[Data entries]
:::::
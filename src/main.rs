//! Stack-machine runtime entry point.
//!
//! Loads a compiled bytecode image from disk and runs it to completion.
//!
//! ```text
//! lamcore <image> [--debug]
//! ```
//!
//! `--debug` enables the per-instruction trace (offset, opcode, operands,
//! operand stack, and current activation, all Raw-formatted) on stdout.

use std::env;
use std::fs;
use std::process;

mod bytecode;
mod error;
mod format;
mod frame;
mod heap;
mod stack;
mod value;
mod vm;

use vm::execute;

const VERSION: &str = "0.1.0";

fn usage() -> String {
    format!(
        r#"lamcore v{VERSION}

Usage:
    lamcore <image> [--debug]

Arguments:
    <image>
        Path to a compiled bytecode image to execute.

Options:
    --debug
        Print a per-instruction execution trace to stdout.
    -h, --help
        Show this help message and exit.
    -v, --version
        Show the runtime version."#
    )
}

fn main() {
    let args: Vec<String> = env::args().collect();

    if args.len() < 2 || args[1] == "-h" || args[1] == "--help" {
        println!("{}", usage());
        return;
    }

    if args[1] == "-v" || args[1] == "--version" {
        println!("lamcore v{VERSION}");
        return;
    }

    let image_path = &args[1];
    let debug = args[2..].iter().any(|a| a == "--debug");

    let image = fs::read(image_path).unwrap_or_else(|e| {
        eprintln!("lamcore: failed to read {image_path}: {e}");
        process::exit(1);
    });

    if let Err(e) = execute(&image, debug) {
        eprintln!("{e}");
        process::exit(1);
    }
}
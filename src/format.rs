//! # Value Formatter
//!
//! Three rendering styles, matching the reference machine's `toString`
//! modes:
//!
//! - [`Style::Raw`]: used for debug traces. Closures render as `c<ip>#<depth>`
//!   (`depth` is how many activation links the closure's lexical chain
//!   passes through); strings render unescaped.
//! - [`Style::Literal`]: used when printing a value via the `println`/`print`
//!   builtins. Closures render as the literal word `function`; strings are
//!   quoted and escape `"` and `\`.
//! - [`Style::Typed`]: as `Literal`, plus a trailing `": <type>"`. Used for
//!   the return value printed when the root activation's `RET` halts
//!   execution.

use crate::error::VmError;
use crate::frame::activation_depth;
use crate::heap::Heap;
use crate::value::{Activation, Obj, Ref};

#[derive(Clone, Copy, PartialEq, Eq, Debug)]
pub enum Style {
    Raw,
    Literal,
    Typed,
}

pub fn format_value(heap: &Heap, image: &[u8], r: Ref, style: Style) -> Result<String, VmError> {
    let mut out = String::new();
    append_value(heap, image, r, style, &mut out)?;
    if style == Style::Typed {
        out.push_str(": ");
        append_type(heap, image, r, &mut out)?;
    }
    Ok(out)
}

fn append_value(
    heap: &Heap,
    image: &[u8],
    r: Ref,
    style: Style,
    out: &mut String,
) -> Result<(), VmError> {
    match heap.get(r) {
        Obj::Int(n) => out.push_str(&n.to_string()),
        Obj::Bool(b) => out.push_str(if *b { "true" } else { "false" }),
        Obj::Unit => out.push_str("()"),
        Obj::Str(s) => append_string(s, style, out),
        Obj::Tuple(items) => {
            out.push('(');
            for (i, item) in items.iter().enumerate() {
                if i > 0 {
                    out.push_str(", ");
                }
                append_value(heap, image, *item, style, out)?;
            }
            out.push(')');
        }
        Obj::Data { meta, id, fields } => {
            let names = crate::bytecode::read_data_names_at(image, *meta)?;
            let ctor_name = names.ctor_names.get(*id as usize).ok_or_else(|| {
                VmError::BoundsViolation {
                    op: "format",
                    detail: format!("constructor id {id} out of range"),
                }
            })?;
            out.push_str(ctor_name);
            for field in fields {
                out.push(' ');
                let nested_is_data = matches!(heap.get(*field), Obj::Data { fields, .. } if !fields.is_empty());
                if nested_is_data {
                    out.push('(');
                    append_value(heap, image, *field, style, out)?;
                    out.push(')');
                } else {
                    append_value(heap, image, *field, style, out)?;
                }
            }
        }
        Obj::Closure { ip, .. } => match style {
            Style::Raw => {
                let depth = activation_depth(heap, r);
                out.push('c');
                out.push_str(&ip.to_string());
                out.push('#');
                out.push_str(&depth.to_string());
            }
            Style::Literal | Style::Typed => out.push_str("function"),
        },
        Obj::Activation(a) => append_activation(heap, image, a, style, out)?,
        Obj::Builtin(id) => out.push_str(id.builtin_name()),
        Obj::BuiltinClosure { previous, argument, .. } => {
            out.push('<');
            append_builtin_chain(heap, image, *previous, style, out)?;
            out.push(' ');
            append_value(heap, image, *argument, style, out)?;
            out.push('>');
        }
    }
    Ok(())
}

fn append_string(s: &str, style: Style, out: &mut String) {
    match style {
        Style::Raw => out.push_str(s),
        Style::Literal | Style::Typed => {
            out.push('"');
            for c in s.chars() {
                if c == '"' || c == '\\' {
                    out.push('\\');
                }
                out.push(c);
            }
            out.push('"');
        }
    }
}

fn append_activation(
    heap: &Heap,
    image: &[u8],
    a: &Activation,
    style: Style,
    out: &mut String,
) -> Result<(), VmError> {
    out.push('<');
    match a.parent {
        Some(parent) => append_value(heap, image, parent, style, out)?,
        None => out.push('-'),
    }
    out.push_str(", ");
    match a.closure {
        Some(closure) => append_value(heap, image, closure, style, out)?,
        None => out.push('-'),
    }
    out.push_str(", ");
    match a.next_ip {
        Some(ip) => out.push_str(&ip.to_string()),
        None => out.push('-'),
    }
    out.push_str(", ");
    match &a.state {
        Some(state) if !state.is_empty() => {
            for (i, slot) in state.iter().enumerate() {
                if i > 0 {
                    out.push_str(", ");
                }
                match slot {
                    Some(r) => append_value(heap, image, *r, style, out)?,
                    None => out.push('-'),
                }
            }
        }
        _ => out.push('-'),
    }
    out.push('>');
    Ok(())
}

/// Recurses down a `BuiltinClosure`'s `previous` chain until it bottoms out
/// at a plain `Builtin`, printing names left to right.
fn append_builtin_chain(
    heap: &Heap,
    image: &[u8],
    r: Ref,
    style: Style,
    out: &mut String,
) -> Result<(), VmError> {
    match heap.get(r) {
        Obj::Builtin(id) => {
            out.push_str(id.builtin_name());
            Ok(())
        }
        Obj::BuiltinClosure { previous, argument, .. } => {
            append_builtin_chain(heap, image, *previous, style, out)?;
            out.push(' ');
            append_value(heap, image, *argument, style, out)
        }
        other => Err(VmError::type_mismatch("format", "Builtin", other)),
    }
}

fn append_type(heap: &Heap, image: &[u8], r: Ref, out: &mut String) -> Result<(), VmError> {
    match heap.get(r) {
        Obj::Activation(_) => out.push_str("Activation"),
        Obj::Bool(_) => out.push_str("Bool"),
        Obj::Builtin(_) => out.push_str("Builtin"),
        Obj::BuiltinClosure { .. } => out.push_str("BuiltinClosure"),
        Obj::Closure { .. } => out.push_str("Closure"),
        Obj::Data { meta, .. } => {
            let names = crate::bytecode::read_data_names_at(image, *meta)?;
            out.push_str(names.type_name);
        }
        Obj::Int(_) => out.push_str("Int"),
        Obj::Str(_) => out.push_str("String"),
        Obj::Tuple(items) => {
            out.push('(');
            for (i, item) in items.iter().enumerate() {
                if i > 0 {
                    out.push_str(" * ");
                }
                append_type(heap, image, *item, out)?;
            }
            out.push(')');
        }
        Obj::Unit => out.push_str("Unit"),
    }
    Ok(())
}
//! # Activation Chain Helpers
//!
//! Activations are ordinary heap values (`Obj::Activation`); this module
//! collects the two small recursive walks done over them. `walk_frames` hops
//! the *lexical* chain (`closure.previous_activation` links) for `PUSH_VAR`'s
//! frame argument. `activation_depth` instead walks the *dynamic* caller
//! chain (`Activation.parent` links) from the activation a closure captured,
//! for the formatter's closure-depth count.

use crate::error::VmError;
use crate::heap::Heap;
use crate::value::{Obj, Ref};

/// Hop `frames` links up the lexical chain starting at `activation`, via
/// each activation's closure's `previous_activation`. `frames == 0` returns
/// `activation` itself.
pub(crate) fn walk_frames(heap: &Heap, activation: Ref, frames: i32) -> Result<Ref, VmError> {
    let mut current = activation;
    for _ in 0..frames {
        let closure_ref = match heap.get(current) {
            Obj::Activation(a) => a.closure.ok_or_else(|| VmError::StateAbsent {
                op: "PUSH_VAR",
                detail: "activation has no closure to walk a frame through".into(),
            })?,
            other => return Err(VmError::type_mismatch("PUSH_VAR", "Activation", other)),
        };
        current = match heap.get(closure_ref) {
            Obj::Closure { previous_activation, .. } => {
                previous_activation.ok_or_else(|| VmError::BoundsViolation {
                    op: "PUSH_VAR",
                    detail: "frame count exceeds the lexical chain's depth".into(),
                })?
            }
            other => return Err(VmError::type_mismatch("PUSH_VAR", "Closure", other)),
        };
    }
    Ok(current)
}

/// Number of `Activation.parent` links between the activation a closure
/// captured and the root — the dynamic call depth at the point the closure
/// was created. Used by the Raw closure formatter (`c<ip>#<depth>`).
pub(crate) fn activation_depth(heap: &Heap, closure: Ref) -> usize {
    let mut current = match heap.get(closure) {
        Obj::Closure { previous_activation: Some(a), .. } => *a,
        _ => return 0,
    };
    let mut depth = 0;
    loop {
        match heap.get(current) {
            Obj::Activation(a) => match a.parent {
                Some(parent_ref) => {
                    depth += 1;
                    current = parent_ref;
                }
                None => return depth,
            },
            _ => return depth,
        }
    }
}
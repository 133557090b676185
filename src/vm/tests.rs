use super::*;
use crate::bytecode::Opcode;

/// Builds a bytecode image byte-by-byte: a 4-byte entry point followed by
/// instructions, with small helpers for forward-referencing jump targets
/// (`reserve_i32`/`patch_i32`) since labels in these hand-assembled programs
/// are resolved by emission order, not by a real assembler pass.
struct Image {
    bytes: Vec<u8>,
}

impl Image {
    fn new() -> Self {
        Image { bytes: vec![0; 4] }
    }

    fn pos(&self) -> i32 {
        self.bytes.len() as i32
    }

    fn op(&mut self, op: Opcode) -> &mut Self {
        self.bytes.push(op as u8);
        self
    }

    fn imm_i32(&mut self, v: i32) -> &mut Self {
        self.bytes.extend_from_slice(&v.to_le_bytes());
        self
    }

    fn imm_str(&mut self, s: &str) -> &mut Self {
        self.bytes.extend_from_slice(s.as_bytes());
        self.bytes.push(0);
        self
    }

    fn reserve_i32(&mut self) -> usize {
        let at = self.bytes.len();
        self.bytes.extend_from_slice(&0i32.to_le_bytes());
        at
    }

    fn patch_i32(&mut self, at: usize, v: i32) {
        self.bytes[at..at + 4].copy_from_slice(&v.to_le_bytes());
    }

    fn finish(mut self, entry: i32) -> Vec<u8> {
        self.bytes[0..4].copy_from_slice(&entry.to_le_bytes());
        self.bytes
    }
}

#[test]
fn arithmetic() {
    let mut img = Image::new();
    let entry = img.pos();
    img.op(Opcode::PushInt).imm_i32(3);
    img.op(Opcode::PushInt).imm_i32(4);
    img.op(Opcode::Add);
    img.op(Opcode::Ret);
    super::execute(&img.finish(entry), false).unwrap();
}

#[test]
fn identity_lambda_applied() {
    let mut img = Image::new();
    // L: ENTER 1; STORE_VAR 0; PUSH_VAR 0 0; RET
    let l_ip = img.pos();
    img.op(Opcode::Enter).imm_i32(1);
    img.op(Opcode::StoreVar).imm_i32(0);
    img.op(Opcode::PushVar).imm_i32(0).imm_i32(0);
    img.op(Opcode::Ret);
    // main: PUSH_CLOSURE L; PUSH_INT 42; SWAP_CALL; RET
    let entry = img.pos();
    img.op(Opcode::PushClosure).imm_i32(l_ip);
    img.op(Opcode::PushInt).imm_i32(42);
    img.op(Opcode::SwapCall);
    img.op(Opcode::Ret);
    super::execute(&img.finish(entry), false).unwrap();
}

#[test]
fn conditional_takes_true_branch() {
    let mut img = Image::new();
    let entry = img.pos();
    img.op(Opcode::PushInt).imm_i32(1);
    img.op(Opcode::PushInt).imm_i32(1);
    img.op(Opcode::Eq);
    img.op(Opcode::JmpTrue);
    let t_patch = img.reserve_i32();
    img.op(Opcode::PushInt).imm_i32(0);
    img.op(Opcode::Jmp);
    let e_patch = img.reserve_i32();
    let t_label = img.pos();
    img.op(Opcode::PushInt).imm_i32(1);
    let e_label = img.pos();
    img.op(Opcode::Ret);
    img.patch_i32(t_patch, t_label);
    img.patch_i32(e_patch, e_label);
    super::execute(&img.finish(entry), false).unwrap();
}

#[test]
fn tuple_field_skips_the_sentinel() {
    let mut img = Image::new();
    let entry = img.pos();
    img.op(Opcode::PushInt).imm_i32(10);
    img.op(Opcode::PushInt).imm_i32(20);
    img.op(Opcode::PushUnit); // sentinel PUSH_TUPLE's n+1 convention expects
    img.op(Opcode::PushTuple).imm_i32(2);
    img.op(Opcode::PushTupleItem).imm_i32(1);
    img.op(Opcode::Ret);
    super::execute(&img.finish(entry), false).unwrap();
}

#[test]
fn string_concat_via_curried_builtin() {
    let mut img = Image::new();
    let entry = img.pos();
    img.op(Opcode::PushBuiltin).imm_str("$$builtin-string-concat");
    img.op(Opcode::PushString).imm_str("a");
    img.op(Opcode::SwapCall);
    img.op(Opcode::PushString).imm_str("b");
    img.op(Opcode::SwapCall);
    img.op(Opcode::PushBuiltin).imm_str("$$builtin-print-literal");
    img.op(Opcode::Swap);
    img.op(Opcode::SwapCall);
    img.op(Opcode::PushUnit);
    img.op(Opcode::Ret);
    super::execute(&img.finish(entry), false).unwrap();
}

#[test]
fn gc_stress_keeps_heap_bounded() {
    // A loop of 10,000 transient allocations, each popped before the next is
    // pushed, starting from the default capacity of 2. Modelled directly
    // against `Machine` (rather than a hand-assembled loop) since the point
    // under test is the allocator's collect-then-grow policy, not control flow.
    let image = [4u8, 0, 0, 0];
    let mut machine = Machine::new(&image, false).unwrap();
    for i in 0..10_000 {
        machine.alloc(Obj::Int(i));
        machine.stack.pop("test").unwrap();
        assert!(machine.heap.size() <= 2 * machine.heap.capacity());
    }
    let roots = std::iter::once(machine.activation);
    machine.heap.collect_if_due(roots);
    // only the root activation is reachable now
    assert!(machine.heap.size() <= 1);
}

#[test]
fn ret_from_root_activation_halts() {
    let mut img = Image::new();
    let entry = img.pos();
    img.op(Opcode::PushUnit);
    img.op(Opcode::Ret);
    super::execute(&img.finish(entry), false).unwrap();
}

#[test]
fn division_by_zero_is_reported() {
    let mut img = Image::new();
    let entry = img.pos();
    img.op(Opcode::PushInt).imm_i32(1);
    img.op(Opcode::PushInt).imm_i32(0);
    img.op(Opcode::Div);
    img.op(Opcode::Ret);
    let err = super::execute(&img.finish(entry), false).unwrap_err();
    assert_eq!(err, VmError::DivisionByZero);
}

#[test]
fn push_var_with_no_enter_is_state_absent() {
    let mut img = Image::new();
    let entry = img.pos();
    img.op(Opcode::PushVar).imm_i32(0).imm_i32(0);
    img.op(Opcode::Ret);
    let err = super::execute(&img.finish(entry), false).unwrap_err();
    assert!(matches!(err, VmError::StateAbsent { .. }));
}
//! # Value Representation
//!
//! [`Obj`] is the universal runtime type stored in the [`crate::heap::Heap`]
//! arena: the ten variants carried by every value the machine can push,
//! store, or chase a reference to (activations, closures, algebraic data,
//! tuples, strings, builtins, builtin closures, plus the `Int`/`Bool`/`Unit`
//! leaves). Nothing outside `Heap` ever owns an `Obj` directly — code that
//! needs to read or walk one resolves a [`Ref`] through the heap first.
//!
//! ## References
//! [`Ref`] is a `Copy` handle: either an index into the heap's arena, or one
//! of the three fixed singletons (`True`, `False`, `Unit`) that live outside
//! the arena and are never subject to a collection pass.

use crate::vm::builtins::BuiltinId;

/// A non-owning handle to a value, either in the arena or among the
/// singletons.
#[derive(Clone, Copy, PartialEq, Eq, Hash, Debug)]
pub enum Ref {
    /// Index `0` is `False`, `1` is `True`, `2` is `Unit`.
    Singleton(u8),
    /// Index into [`crate::heap::Heap`]'s arena.
    Heap(usize),
}

pub(crate) const SINGLETON_FALSE: Ref = Ref::Singleton(0);
pub(crate) const SINGLETON_TRUE: Ref = Ref::Singleton(1);
pub(crate) const SINGLETON_UNIT: Ref = Ref::Singleton(2);

/// Mark colour used by the tracing collector. A slot's colour is compared
/// against the heap's current colour at sweep time; a mismatch means the
/// slot wasn't reached from a root during the preceding mark and is freed.
#[derive(Clone, Copy, PartialEq, Eq, Debug)]
pub enum Color {
    White,
    Black,
}

impl Color {
    pub fn flip(self) -> Color {
        match self {
            Color::White => Color::Black,
            Color::Black => Color::White,
        }
    }
}

/// An activation record: one per in-flight (or suspended, via a retained
/// closure) function call.
///
/// `closure` is the callee closure this activation was created to run —
/// `PUSH_VAR`'s frame-walk hops through `closure.previous_activation`, the
/// *lexical* parent, which is distinct from `parent`, the *dynamic* caller
/// this activation returns to.
#[derive(Debug)]
pub struct Activation {
    pub parent: Option<Ref>,
    pub closure: Option<Ref>,
    pub next_ip: Option<usize>,
    /// `None` until `ENTER` runs once for this activation.
    pub state: Option<Vec<Option<Ref>>>,
}

/// The ten value variants a heap slot (or singleton) can hold.
#[derive(Debug)]
pub enum Obj {
    Int(i32),
    Bool(bool),
    Unit,
    Str(String),
    Tuple(Vec<Ref>),
    Data { meta: usize, id: i32, fields: Vec<Ref> },
    /// `previous_activation` is the activation that was current when
    /// `PUSH_CLOSURE` ran — the lexical scope this closure captures.
    Closure { previous_activation: Option<Ref>, ip: usize },
    Activation(Activation),
    /// The entry point of a (possibly curried) native function.
    Builtin(BuiltinId),
    /// One application of a curried builtin. `next` names the stage to
    /// dispatch to if this closure is itself called again.
    BuiltinClosure { previous: Ref, argument: Ref, next: BuiltinId },
}

impl Obj {
    pub fn type_name(&self) -> &'static str {
        match self {
            Obj::Int(_) => "Int",
            Obj::Bool(_) => "Bool",
            Obj::Unit => "Unit",
            Obj::Str(_) => "String",
            Obj::Tuple(_) => "Tuple",
            Obj::Data { .. } => "Data",
            Obj::Closure { .. } => "Closure",
            Obj::Activation(_) => "Activation",
            Obj::Builtin(_) => "Builtin",
            Obj::BuiltinClosure { .. } => "BuiltinClosure",
        }
    }

    /// References this value directly holds, for the mark phase. Activation
    /// state slots that are still `None` (not yet `STORE_VAR`'d) contribute
    /// nothing.
    pub(crate) fn children(&self) -> Vec<Ref> {
        match self {
            Obj::Activation(a) => {
                let mut out = Vec::new();
                out.extend(a.parent);
                out.extend(a.closure);
                if let Some(state) = &a.state {
                    out.extend(state.iter().flatten().copied());
                }
                out
            }
            Obj::Tuple(fields) => fields.clone(),
            Obj::Data { fields, .. } => fields.clone(),
            Obj::Closure { previous_activation, .. } => previous_activation.into_iter().collect(),
            Obj::BuiltinClosure { previous, argument, .. } => vec![*previous, *argument],
            Obj::Int(_) | Obj::Bool(_) | Obj::Unit | Obj::Str(_) | Obj::Builtin(_) => Vec::new(),
        }
    }
}
use crate::config::{LogFormat, TelemetryConfig};
use std::fmt;
use tracing_subscriber::filter::ParseError;
use tracing_subscriber::EnvFilter;

#[derive(Debug)]
pub enum TelemetryError {
    EnvFilter { value: String, source: ParseError },
    Subscriber(Box<dyn std::error::Error + Send + Sync>),
}

impl fmt::Display for TelemetryError {
    fn fmt(&self, f: &mut fmt::Formatter<'_>) -> fmt::Result {
        match self {
            TelemetryError::EnvFilter { value, .. } => {
                write!(
                    f,
                    "invalid log level/filter '{}': unable to build EnvFilter",
                    value
                )
            }
            TelemetryError::Subscriber(err) => write!(f, "telemetry error: {err}"),
        }
    }
}

impl std::error::Error for TelemetryError {
    fn source(&self) -> Option<&(dyn std::error::Error + 'static)> {
        match self {
            TelemetryError::EnvFilter { source, .. } => Some(source),
            TelemetryError::Subscriber(err) => Some(&**err),
        }
    }
}

fn env_filter(config: &TelemetryConfig) -> Result<EnvFilter, TelemetryError> {
    match EnvFilter::try_from_default_env() {
        Ok(filter) => Ok(filter),
        Err(_) => {
            EnvFilter::try_new(&config.log_level).map_err(|source| TelemetryError::EnvFilter {
                value: config.log_level.clone(),
                source,
            })
        }
    }
}

/// Install the global subscriber. Logs go to stderr so CLI output on stdout stays clean.
pub fn init(config: &TelemetryConfig) -> Result<(), TelemetryError> {
    let filter = env_filter(config)?;
    let builder = tracing_subscriber::fmt()
        .with_env_filter(filter)
        .with_writer(std::io::stderr)
        .with_target(false)
        .with_ansi(false);

    match config.format {
        LogFormat::Compact => builder.compact().try_init(),
        LogFormat::Full => builder.try_init(),
    }
    .map_err(TelemetryError::Subscriber)
}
:::::
ASSIGNED TASK :: Your answer should hold every line of the entries that contains the string "BuiltinClosure".

RESPONSE TO THE EXERCISE ::
        Obj::BuiltinClosure { previous, argument, .. } => {
/// Recurses down a `BuiltinClosure`'s `previous` chain until it bottoms out
        Obj::BuiltinClosure { previous, argument, .. } => {
        Obj::BuiltinClosure { .. } => out.push_str("BuiltinClosure"),
    BuiltinClosure { previous: Ref, argument: Ref, next: BuiltinId },
            Obj::BuiltinClosure { .. } => "BuiltinClosure",
            Obj::BuiltinClosure { previous, argument, .. } => vec![*previous, *argument],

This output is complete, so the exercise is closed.